Depends.
Focus angle of the light is important to the requirement for the diver and for the environment. The Great Lakes now, from what I hear, are quite clear. So you may be able to get away with a variety of lights. If you have poor visibility, narrowly focused lights penetrate > better for seeing and being seen + signalling.
Wide focused lights in poor viz situations are kind of a mess, reflecting back like in a snowstorm, illuminating everything in the water but not what you want.
A reality of MOST cheap lights is they have low quality drivers. That translates into a light that is bright to START, and rapidly fades with voltage. You generally have to just up to much more costly lights to get around that issue. Functionally, that may not really be much of an issue on a single dive if you have enough battery to support the draw. But, don’t be taken in by highly exaggerated claims for these lights. Try to get some first hand reports of it.
Some may have poor heat sinking. The higher the output, the better that has to be.
Reliable water tightness is critical of course. That trait usually shows itself soon if it’s inadequate.
That's another interesting dive light I never saw before. I thought about getting the warmer tint of the SD02A and then decided on the NW tint instead. For the price, it's easier to get another one if I like it.

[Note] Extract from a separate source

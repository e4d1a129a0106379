//! Adapter implementations for task ports.

pub mod memory;
pub mod postgres;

you’ve obviously missed the point. It would be easy for me to go buy something expensive at the dive shop, ( i just dumped $7k outfitting my wife and I) but the value is really lacking in most “dive” lights. Come on, $1500-2000 for a canister light??? Most divers have no choice because they’re not flashaholics. I have options to order direct and cut out the middleman…
The Boruit looks like the same light I mention in my first post as the U’King. It’s pretty much the same design as the DV-S9. Possibly a decent light. Mine worked fine, but I haven’t tested it extensively.
I know the DGX 600 (Dive Gear Express) that I linked to is a ‘cheap Chinese light’ with DGX logo on it. I forget the original brand name but it was pretty common for awhile. I’d strongly suspect the same for the bx2. The issue is sorting out the decent stuff from the crap. I’ve got a good number of cheap dive lights that are only suitable for walking in the rain. For serious diving, I take good lights.
Having said that I took a couple of those really cheap fluorescent yellow/green twist-on type for my trip to the Philippines. They are extremely small and light (serious weight issues with camera gear), and some of them put out a decent light. But, I did some serious touch-up work on the O-ring channel (crappy workmanship), and changed to better O-rings. Even with that one of them ‘seeped’ a couple drops and they were a pain to turn on and off.
Some measure of consistency, reliability, and possible warranty support is what you get from a real dive shop. They’ve done the vetting for you. It’s pretty much that vs. lower price + unknown quality.
I ordered the SD02 and have a tube of Sil-Glyde ready. The side button on the SD02 I'm not sure how to make water proof other than hope Sofirn did a decent job with it.
Hmm. Thorfire S1 and Sofirn SD01, I suppose shouldn’t be too much surprised as I notice many Thorfire flashlights have look-alike (or exactly the same) models as the Sofirn ones, since it’s said that Sofirn is the OEM manufacturer for Thorfire…
The Sofirn SD02/SD02A looks like a push-button switch, probably not magnetic, I was wondering if it will really be waterproof too…
Yes. Corrected. Thanks for jogging my memory about Brynte light being DGX. You can get the Brynte for half or less.
Note - Have a friend with a Dive Rite canister light ($$:money_mouth_face: that was getting a short run time. I checked it out for him. Nice light. Battery was seriously unbalanced with 1 bad cell. I’ve seen a few PCB protection go bad and not do their job which screws up the whole pack. They wanted a small fortune for a simple 5S 18650 flat pack containing Tenergy cells. Bought a Tenergy pack for 1/3 the price, swapped connectors, and it’s doing fine 2 years later. I’ve found some of the high end canisters have great lights, and skimp on the cells and charger.
I can’t comment on the other two, just the DV-S9. It’s sealed hella well with triple O-rings in the tailcap, everything else is Just One Big Tube (ie, no head+tube), and the only other possible point of ingress is at the front lens and bezel. Looks to be well-sealed as I haven’t yet gotten the bezel to loosen, but probably only a single O-ring between bezel and lens might be a weakness under pressure.
If I were doing some serious diving, I’d a) check the thickness of the glass vs water pressure to make sure I don’t go down too deep, and b) if taking it apart, use RTV or something to really seal the lens against the bezel, and then only worry about the bezel-to-body interface. (And let it outgas quite a while so it doesn’t fog the lens/reflector.)
I use YEZL lube-goo on my lights’ threads, as it feels stiff and waxy at first, but smears pretty well, like thick Vaseline™. Over several threads’ worth, it should provide a good seal.